Les brèves de l'ASEF- 01 octobre 2021

Bonjour à toutes et à tous,

Programme dense et riche pour ces nouvelles brèves : une étude du Dr Lisik sur les conseils donnés aux femmes enceintes ou en désir de grossesse ; les nouvelles valeurs cibles de l’OMS concernant la pollution de l’air ; focus sur le lien entre le bruit et la démence. Et enfin, les multiples appels de scientifiques concernant la santé planétaire.

Bonne lecture,
Prenez bien soin de vous et de vos proches.


Etude Dr François Lisik – Conseils donnés aux femmes enceintes ou en désir de grossesse

 

Le Docteur François Lisik, gynécologue obstétricien, membre de l’ASEF, a lancé une étude, soutenue par le groupe Elsan, chez les femmes enceintes ou en désir de grossesse pour évaluer l’efficacité d’un protocole de conseils sur la réduction d’exposition aux éléments traces métalliques (métaux).

La période pré conceptionnelle et la grossesse sont des périodes clés, dites « sensibles » pour le devenir sanitaire de l’enfant. Le transfert trans placentaire des polluants nécessite que la maman ou future maman se protège en particulier des contaminants chimiques.

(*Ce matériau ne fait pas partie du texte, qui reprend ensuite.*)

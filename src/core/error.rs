//! Error handling for docforge.
//!
//! The engine distinguishes four failure scopes, each with its own
//! propagation rule:
//!
//! - **Configuration errors** (missing mandatory parameter, inclusion
//!   cycle, unknown requested fragment) abort a document before any
//!   fragment work is scheduled.
//! - **Fragment-scoped errors** (data fetch, metadata retrieval, context
//!   generation) are isolated to the failing fragment and recorded in the
//!   generation report; siblings keep running.
//! - **Document-scoped errors** (template rendering, post-processing) are
//!   terminal for that document only; other documents in a batch continue.
//! - **Cache corruption** always degrades to a cache miss and never
//!   propagates - caching is an optimization, not a correctness
//!   requirement.
//!
//! [`DocforgeError`] is the strongly-typed enum for all of these;
//! [`user_friendly_error`] converts any error chain into a displayable
//! [`ErrorContext`] for the CLI.

use colored::Colorize;
use std::fmt;
use thiserror::Error;

/// The main error type for docforge operations.
#[derive(Error, Debug)]
pub enum DocforgeError {
    /// Document specification is invalid or incomplete.
    #[error("Configuration error: {message}")]
    Configuration {
        /// Description of the configuration problem
        message: String,
    },

    /// The template inclusion graph contains a cycle.
    ///
    /// A cyclic inclusion can never produce a finite document, so this is
    /// detected during tree resolution and reported with the full chain
    /// instead of looping.
    #[error("Template inclusion cycle detected: {chain}")]
    InclusionCycle {
        /// Human-readable cycle chain, e.g. `a.tex → b.tex → a.tex`
        chain: String,
    },

    /// A requested fragment name does not exist in the fragment tree.
    #[error("Fragment '{name}' not found in the template tree")]
    UnknownFragment {
        /// The requested fragment name
        name: String,
    },

    /// A mandatory document parameter key is absent.
    #[error("Mandatory parameter key '{key}' is missing")]
    MissingParameter {
        /// The missing key
        key: String,
    },

    /// A data fetcher failed for one fragment.
    #[error("Data fetch failed for fragment '{fragment}': {reason}")]
    Fetch {
        /// Fragment path the fetch belonged to
        fragment: String,
        /// Underlying failure
        reason: String,
    },

    /// Fragment-level metadata retrieval failed.
    #[error("Metadata retrieval failed for fragment '{fragment}': {reason}")]
    MetadataRetrieval {
        /// Fragment path the retrieval belonged to
        fragment: String,
        /// Underlying failure
        reason: String,
    },

    /// Context generation failed for one fragment.
    #[error("Context generation failed for fragment '{fragment}': {reason}")]
    Context {
        /// Fragment path the generation belonged to
        fragment: String,
        /// Underlying failure
        reason: String,
    },

    /// Template rendering failed for a document.
    #[error("Template rendering failed for document '{document}': {reason}")]
    Render {
        /// Document suffix
        document: String,
        /// Underlying failure
        reason: String,
    },

    /// A post-processor failed for a document.
    #[error("Post-processing failed for document '{document}': {reason}")]
    PostProcess {
        /// Document suffix
        document: String,
        /// Underlying failure
        reason: String,
    },

    /// A cache artifact could not be read or parsed.
    ///
    /// Never surfaced to callers as a failure; the fingerprint store
    /// converts it into a miss and logs a warning.
    #[error("Corrupt cache artifact at {path}: {reason}")]
    CacheCorruption {
        /// Path of the unreadable artifact
        path: String,
        /// Parse or read failure
        reason: String,
    },

    /// A collaborator implementation is not registered for a type tag.
    #[error("No {capability} registered under tag '{tag}'")]
    UnknownPlugin {
        /// Capability kind (e.g. "data fetcher")
        capability: String,
        /// The requested type tag
        tag: String,
    },

    /// IO error.
    #[error("IO error: {0}")]
    Io(#[from] std::io::Error),

    /// JSON (de)serialization error.
    #[error("JSON error: {0}")]
    Json(#[from] serde_json::Error),

    /// TOML parsing error.
    #[error("TOML parsing error: {0}")]
    Toml(#[from] toml::de::Error),
}

impl DocforgeError {
    /// Shorthand for a [`DocforgeError::Configuration`] with a formatted
    /// message.
    pub fn config(message: impl Into<String>) -> Self {
        Self::Configuration {
            message: message.into(),
        }
    }

    /// Whether this error must abort the document before scheduling.
    pub const fn is_configuration(&self) -> bool {
        matches!(
            self,
            Self::Configuration { .. }
                | Self::InclusionCycle { .. }
                | Self::UnknownFragment { .. }
                | Self::MissingParameter { .. }
        )
    }
}

/// Wrapper adding user-facing details and suggestions to an error.
///
/// The CLI shows the error in red, optional details in yellow and an
/// optional suggestion in green; library callers get the same content via
/// `Display`.
#[derive(Debug)]
pub struct ErrorContext {
    /// The rendered error message
    pub message: String,
    /// Optional suggestion for resolving the error
    pub suggestion: Option<String>,
    /// Optional additional details about the error
    pub details: Option<String>,
}

impl ErrorContext {
    /// Create a context with just a message.
    pub fn new(message: impl Into<String>) -> Self {
        Self {
            message: message.into(),
            suggestion: None,
            details: None,
        }
    }

    /// Add a suggestion for resolving the error.
    pub fn with_suggestion(mut self, suggestion: impl Into<String>) -> Self {
        self.suggestion = Some(suggestion.into());
        self
    }

    /// Add details explaining the error.
    pub fn with_details(mut self, details: impl Into<String>) -> Self {
        self.details = Some(details.into());
        self
    }

    /// Print the context to stderr with terminal colors.
    pub fn display(&self) {
        eprintln!("{}: {}", "error".red().bold(), self.message);
        if let Some(details) = &self.details {
            eprintln!("{}: {}", "details".yellow(), details);
        }
        if let Some(suggestion) = &self.suggestion {
            eprintln!("{}: {}", "suggestion".green(), suggestion);
        }
    }
}

impl fmt::Display for ErrorContext {
    fn fmt(&self, f: &mut fmt::Formatter<'_>) -> fmt::Result {
        write!(f, "{}", self.message)?;
        if let Some(details) = &self.details {
            write!(f, "\nDetails: {details}")?;
        }
        if let Some(suggestion) = &self.suggestion {
            write!(f, "\nSuggestion: {suggestion}")?;
        }
        Ok(())
    }
}

/// Convert any error chain into a displayable [`ErrorContext`].
///
/// Recognized [`DocforgeError`] variants get tailored suggestions; other
/// errors are shown with their full cause chain.
#[must_use]
pub fn user_friendly_error(error: anyhow::Error) -> ErrorContext {
    if let Some(err) = error.downcast_ref::<DocforgeError>() {
        return match err {
            DocforgeError::Configuration { .. } => ErrorContext::new(err.to_string())
                .with_suggestion(
                    "Check docforge.toml in the specification directory; \
                     run 'docforge tree' to inspect the resolved fragment tree",
                ),
            DocforgeError::InclusionCycle { chain } => ErrorContext::new(err.to_string())
                .with_details(format!("Inclusion chain: {chain}"))
                .with_suggestion("Remove the circular include from the templates involved"),
            DocforgeError::UnknownFragment { name } => ErrorContext::new(err.to_string())
                .with_suggestion(format!(
                    "Run 'docforge tree' to list available fragments; '{name}' is not one of them"
                )),
            DocforgeError::MissingParameter { key } => ErrorContext::new(err.to_string())
                .with_suggestion(format!("Pass the key with --param {key}=<value>")),
            DocforgeError::UnknownPlugin { capability, tag } => ErrorContext::new(err.to_string())
                .with_details(format!(
                    "The {capability} tag '{tag}' was referenced by the specification \
                     but no implementation with that tag is registered"
                )),
            _ => ErrorContext::new(err.to_string()),
        };
    }

    // Generic error: include the full cause chain for diagnostics.
    let mut message = error.to_string();
    let chain: Vec<String> = error.chain().skip(1).map(|c| c.to_string()).collect();
    if !chain.is_empty() {
        message.push_str("\n\nCaused by:");
        for (i, cause) in chain.iter().enumerate() {
            message.push_str(&format!("\n  {}: {}", i + 1, cause));
        }
    }
    ErrorContext::new(message)
}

Cette connaissance des polluants environnementaux est actuellement trop peu abordée dans la relation médecin patient ce qui fait de ce protocole une étude novatrice.
Il est basé sur un dosage capillaire des polluants sur une mèche de cheveux de 3 cm (équivalent à 3 mois d’exposition).

Selon les résultats initiaux, le médecin repère les femmes ayant un ou des niveaux d’exposition classé « à risque ». Il prodigue alors des conseils comportementaux personnalisés pour tenter de supprimer la source des polluants identifiés. Un nouveau prélèvement capillaire sera effectué au moins 4 mois après pour juger de l’efficacité de ce protocole de conseil.

Le Dr Lisik utilise notamment comme outils de conseils les éléments du guide « comment protéger ses patients de la contamination chimique et des perturbateurs endocriniens » de l’URPS ML PACA réalisé avec l’ASEF et remet des documents issus de ce guide.

L’intérêt de cette étude est de valider, par des prélèvements sur une matrice biologique, l’efficacité des conseils environnementaux sur la contamination chimique en introduisant ce lien santé environnement dans la consultation.
Elle permettra aussi d’évaluer la satisfaction des patientes sur une telle approche de santé environnementale, insuffisamment abordée actuellement dans la relation médecin patient.

Pierre Souvet, président de l’ASEF, cardiologue

Pollution de l’air : pourquoi l’OMS change ses valeurs cibles

 

L’OMS a adopté le 22 septembre de nouvelles lignes directrices concernant la pollution de l’air.

Elles passent de 10µg/m3 à 5µg/m3 en moyenne annuelle pour les particules PM2.5; et pour le dioxyde d’azote, essentiellement dû au trafic en milieu urbain et particulièrement le diesel, on passe de 40µg/m3 à 10µg/m3.

Pour mesurer notre « retard » dans la prise en compte de ce problème majeur de santé publique, on rappelle que les normes françaises de PM2.5 sont de 25µg/m3 alors que les normes américaines sont à 12µg/m3 depuis 2012.

Pourquoi ces valeurs? Une étude de POPE III en 2019 concernant plus de 1.6 millions d’américains de la National Health Interview Survey suggérait qu’il y avait peu d’association entre mortalité toute cause et taux de PM2.5 en dessous de 5µg/m3. [1]

De plus, la sortie début septembre 2021 dans le British Médical Journal de l’étude européenne ELAPSE sur de 325 367 personnes, avec un recrutement notamment dans des zones dites peu polluées, montrait une augmentation de 13 % des décès par augmentation des PM2.5 de 5 µg/m3 et de 8.6% des décès par augmentation de 10µg/m3 de dioxyde d’azote. [2]

« Cette étude confirme que la pollution de l’air extérieur est associée à la mortalité même à de faibles niveaux de pollution inférieurs aux normes européennes et nord-américaines actuelles et aux valeurs guides de l’OMS. » [2]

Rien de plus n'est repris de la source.